» Data
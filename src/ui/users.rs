use ratatui::Frame;
use ratatui::layout::{Alignment, Constraint, Rect};
use ratatui::style::{Modifier, Style};
use ratatui::text::{Line, Span};
use ratatui::widgets::{Block, Borders, Cell, Paragraph, Row, Table};

use crate::app::{AppState, InputMode, KeyAction};
use crate::loader::LoadState;
use crate::ui::components::{Notice, key_hint, render_notice, skeleton_bar};

const WIDTHS: [Constraint; 6] = [
    Constraint::Length(4),
    Constraint::Percentage(20),
    Constraint::Percentage(14),
    Constraint::Percentage(26),
    Constraint::Percentage(20),
    Constraint::Percentage(20),
];

pub fn render_search_bar(f: &mut Frame, area: Rect, app: &AppState) {
    let view = &app.directory;
    let searching = app.input_mode == InputMode::Search;
    let cursor = if searching { "▏" } else { "" };
    let placeholder = view.query().is_empty() && !searching;
    let query = if placeholder {
        Span::styled(
            "Search by name, email, or username (/)",
            Style::default().fg(app.theme.muted),
        )
    } else {
        Span::styled(
            format!("{}{cursor}", view.query()),
            Style::default().fg(app.theme.text),
        )
    };
    let count = match view.state() {
        LoadState::Ready(_) => format!("  {} Users Found", view.filtered().len()),
        _ => String::new(),
    };
    let line = Line::from(vec![
        Span::styled(" ⌕ ", Style::default().fg(app.theme.accent)),
        query,
        Span::styled(count, Style::default().fg(app.theme.muted)),
    ]);
    let border = if searching { app.theme.accent } else { app.theme.border };
    let p = Paragraph::new(line).block(
        Block::default()
            .title("Users Directory")
            .borders(Borders::ALL)
            .border_style(Style::default().fg(border)),
    );
    f.render_widget(p, area);
}

pub fn render_users_table(f: &mut Frame, area: Rect, app: &AppState) {
    let view = &app.directory;
    match view.state() {
        LoadState::Idle | LoadState::Loading => render_skeleton(f, area, app),
        LoadState::Failed(err) => render_notice(
            f,
            area,
            app,
            &Notice {
                title: "Users",
                headline: "Could not load users",
                detail: &err.to_string(),
                hint: &key_hint(app, KeyAction::Reload, "try again"),
                headline_style: Style::default().fg(app.theme.error),
            },
        ),
        LoadState::Ready(_) if view.filtered().is_empty() => render_notice(
            f,
            area,
            app,
            &Notice {
                title: "Users",
                headline: "No users found",
                detail: "Try adjusting your search terms",
                hint: &key_hint(app, KeyAction::Back, "clear the search"),
                headline_style: Style::default().fg(app.theme.accent),
            },
        ),
        LoadState::Ready(_) => {
            let rows = view.page().iter().enumerate().map(|(i, u)| {
                let style = if i == view.selected() {
                    Style::default()
                        .fg(app.theme.selected_fg)
                        .bg(app.theme.selected_bg)
                        .add_modifier(Modifier::BOLD)
                } else {
                    Style::default().fg(app.theme.text)
                };
                Row::new(vec![
                    Cell::from(u.id.to_string()),
                    Cell::from(u.name.clone()),
                    Cell::from(format!("@{}", u.username)),
                    Cell::from(u.email.clone()),
                    Cell::from(u.phone.clone()),
                    Cell::from(u.company.name.clone()),
                ])
                .style(style)
            });
            let table = Table::new(rows, WIDTHS)
                .header(header(app))
                .block(table_block(app))
                .column_spacing(1);
            f.render_widget(table, area);
        }
    }
}

fn header(app: &AppState) -> Row<'static> {
    Row::new(vec!["ID", "NAME", "USERNAME", "EMAIL", "PHONE", "COMPANY"]).style(
        Style::default()
            .fg(app.theme.accent)
            .add_modifier(Modifier::BOLD),
    )
}

fn table_block(app: &AppState) -> Block<'static> {
    Block::default()
        .title("Users")
        .borders(Borders::ALL)
        .border_style(Style::default().fg(app.theme.border))
}

/// Placeholder rows shaped like one full page.
fn render_skeleton(f: &mut Frame, area: Rect, app: &AppState) {
    let bar = Style::default().fg(app.theme.skeleton);
    let rows = (0..app.directory.pages().page_size()).map(|_| {
        Row::new(vec![
            Cell::from(skeleton_bar(2)),
            Cell::from(skeleton_bar(16)),
            Cell::from(skeleton_bar(10)),
            Cell::from(skeleton_bar(22)),
            Cell::from(skeleton_bar(14)),
            Cell::from(skeleton_bar(14)),
        ])
        .style(bar)
    });
    let table = Table::new(rows, WIDTHS)
        .header(header(app))
        .block(table_block(app).title_bottom("loading users…"))
        .column_spacing(1);
    f.render_widget(table, area);
}

/// `‹ Prev  1 [2] 3  Next ›`, hidden when everything fits on one page.
pub fn render_pagination(f: &mut Frame, area: Rect, app: &AppState) {
    let view = &app.directory;
    let pages = view.pages();
    if view.filtered().is_empty() || pages.total_pages() <= 1 {
        return;
    }
    let enabled = Style::default().fg(app.theme.text);
    let disabled = Style::default()
        .fg(app.theme.muted)
        .add_modifier(Modifier::DIM);
    let mut spans = vec![Span::styled(
        "‹ Prev ",
        if pages.has_prev() { enabled } else { disabled },
    )];
    for page in pages.window(app.settings.page_window) {
        if page == pages.current() {
            spans.push(Span::styled(
                format!("[{page}]"),
                Style::default()
                    .fg(app.theme.selected_fg)
                    .add_modifier(Modifier::BOLD),
            ));
        } else {
            spans.push(Span::styled(format!(" {page} "), enabled));
        }
    }
    spans.push(Span::styled(
        " Next ›",
        if pages.has_next() { enabled } else { disabled },
    ));
    let p = Paragraph::new(Line::from(spans)).alignment(Alignment::Center);
    f.render_widget(p, area);
}

/// "Showing 1 to 6 of 10 users".
pub fn render_results_info(f: &mut Frame, area: Rect, app: &AppState) {
    if !matches!(app.directory.state(), LoadState::Ready(_)) {
        return;
    }
    if let Some(summary) = app.directory.pages().summary() {
        let p = Paragraph::new(summary)
            .alignment(Alignment::Center)
            .style(Style::default().fg(app.theme.muted));
        f.render_widget(p, area);
    }
}
//! Load state tracking and the two fetch flows.
//!
//! A `Loader` owns one `LoadState` and a generation counter. Each activation
//! hands out a new `Generation`; results are committed only when they carry
//! the current one, so a slow response for a previous activation can never
//! overwrite a newer one.

use tracing::{debug, info, instrument, warn};

use crate::api::{DirectorySource, Post, User, UserId};
use crate::error::FetchError;

pub const DEFAULT_POST_LIMIT: usize = 3;

/// Activation token. Strictly increasing per loader.
#[derive(Clone, Copy, Debug, Default, PartialEq, Eq, PartialOrd, Ord, Hash)]
pub struct Generation(u64);

#[derive(Clone, Debug, Default, PartialEq)]
pub enum LoadState<T> {
    #[default]
    Idle,
    Loading,
    Ready(T),
    Failed(FetchError),
}

impl<T> LoadState<T> {
    pub fn is_loading(&self) -> bool {
        matches!(self, LoadState::Loading)
    }

    pub fn ready(&self) -> Option<&T> {
        match self {
            LoadState::Ready(value) => Some(value),
            _ => None,
        }
    }

    pub fn error(&self) -> Option<&FetchError> {
        match self {
            LoadState::Failed(err) => Some(err),
            _ => None,
        }
    }
}

#[derive(Clone, Debug)]
pub struct Loader<T> {
    state: LoadState<T>,
    generation: Generation,
}

impl<T> Loader<T> {
    pub fn new() -> Self {
        Self {
            state: LoadState::Idle,
            generation: Generation::default(),
        }
    }

    pub fn state(&self) -> &LoadState<T> {
        &self.state
    }

    /// Start a new activation: previous data and errors are dropped.
    pub fn activate(&mut self) -> Generation {
        self.generation = Generation(self.generation.0 + 1);
        self.state = LoadState::Loading;
        debug!(generation = self.generation.0, "loader activated");
        self.generation
    }

    /// Back to `Idle`. Anything still in flight becomes stale.
    pub fn reset(&mut self) {
        self.generation = Generation(self.generation.0 + 1);
        self.state = LoadState::Idle;
    }

    /// Apply a result. Returns false when it was discarded as stale.
    pub fn commit(&mut self, generation: Generation, result: Result<T, FetchError>) -> bool {
        if generation != self.generation || !self.state.is_loading() {
            warn!(
                stale = generation.0,
                current = self.generation.0,
                "discarding stale response"
            );
            return false;
        }
        self.state = match result {
            Ok(value) => LoadState::Ready(value),
            Err(err) => LoadState::Failed(err),
        };
        true
    }
}

impl<T> Default for Loader<T> {
    fn default() -> Self {
        Self::new()
    }
}

/// Posts attached to a detail view.
#[derive(Clone, Debug, PartialEq)]
pub enum Posts {
    Ready(Vec<Post>),
    /// The user loaded but the posts request failed.
    Unavailable(FetchError),
}

#[derive(Clone, Debug, PartialEq)]
pub struct UserDetail {
    pub user: User,
    pub posts: Posts,
}

/// Parse a detail-route parameter into an upstream id.
pub fn parse_user_id(raw: &str) -> Result<UserId, FetchError> {
    raw.trim()
        .parse::<UserId>()
        .map_err(|_| FetchError::InvalidId(raw.to_string()))
}

/// One request for the whole collection.
#[instrument(skip(source))]
pub async fn fetch_directory(source: &dyn DirectorySource) -> Result<Vec<User>, FetchError> {
    let users = source.list_users().await?;
    info!(count = users.len(), "directory loaded");
    Ok(users)
}

/// Fetch a user and their posts concurrently and merge the two.
///
/// A failed user request fails the whole detail whatever happened to the
/// posts. A failed posts request alone yields `Posts::Unavailable`. Posts are
/// cut to the first `post_limit` in upstream order.
#[instrument(skip(source))]
pub async fn fetch_detail(
    source: &dyn DirectorySource,
    raw_id: &str,
    post_limit: usize,
) -> Result<UserDetail, FetchError> {
    let id = parse_user_id(raw_id)?;
    let (user, posts) = tokio::join!(source.user(id), source.posts(id));
    let user = user?;
    let posts = match posts {
        Ok(mut posts) => {
            posts.truncate(post_limit);
            Posts::Ready(posts)
        }
        Err(err) => {
            warn!(%id, error = %err, "posts unavailable, showing user without them");
            Posts::Unavailable(err)
        }
    };
    Ok(UserDetail { user, posts })
}
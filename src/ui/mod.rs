pub mod components;
pub mod detail;
pub mod users;

use ratatui::Frame;
use ratatui::layout::{Constraint, Direction, Layout};

use crate::app::{AppState, Screen};

pub fn render(f: &mut Frame, app: &AppState) {
    let root = Layout::default()
        .direction(Direction::Vertical)
        .constraints([Constraint::Min(5), Constraint::Length(1)].as_ref())
        .split(f.area());

    match app.screen {
        Screen::Directory => {
            let body = Layout::default()
                .direction(Direction::Vertical)
                .constraints(
                    [
                        Constraint::Length(3),
                        Constraint::Min(5),
                        Constraint::Length(1),
                        Constraint::Length(1),
                    ]
                    .as_ref(),
                )
                .split(root[0]);
            users::render_search_bar(f, body[0], app);
            users::render_users_table(f, body[1], app);
            users::render_pagination(f, body[2], app);
            users::render_results_info(f, body[3], app);
        }
        Screen::Detail => detail::render_detail(f, root[0], app),
    }

    components::render_status_bar(f, root[1], app);

    if app.show_help {
        components::render_help_modal(f, f.area(), app);
    }
}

» Exercise brief
The answer must consist of every line from the listing above that includes the word "PartialEq".

» Result
#[derive(Clone, Copy, Debug, Default, PartialEq, Eq, PartialOrd, Ord, Hash)]
#[derive(Clone, Debug, Default, PartialEq)]
#[derive(Clone, Debug, PartialEq)]
#[derive(Clone, Debug, PartialEq)]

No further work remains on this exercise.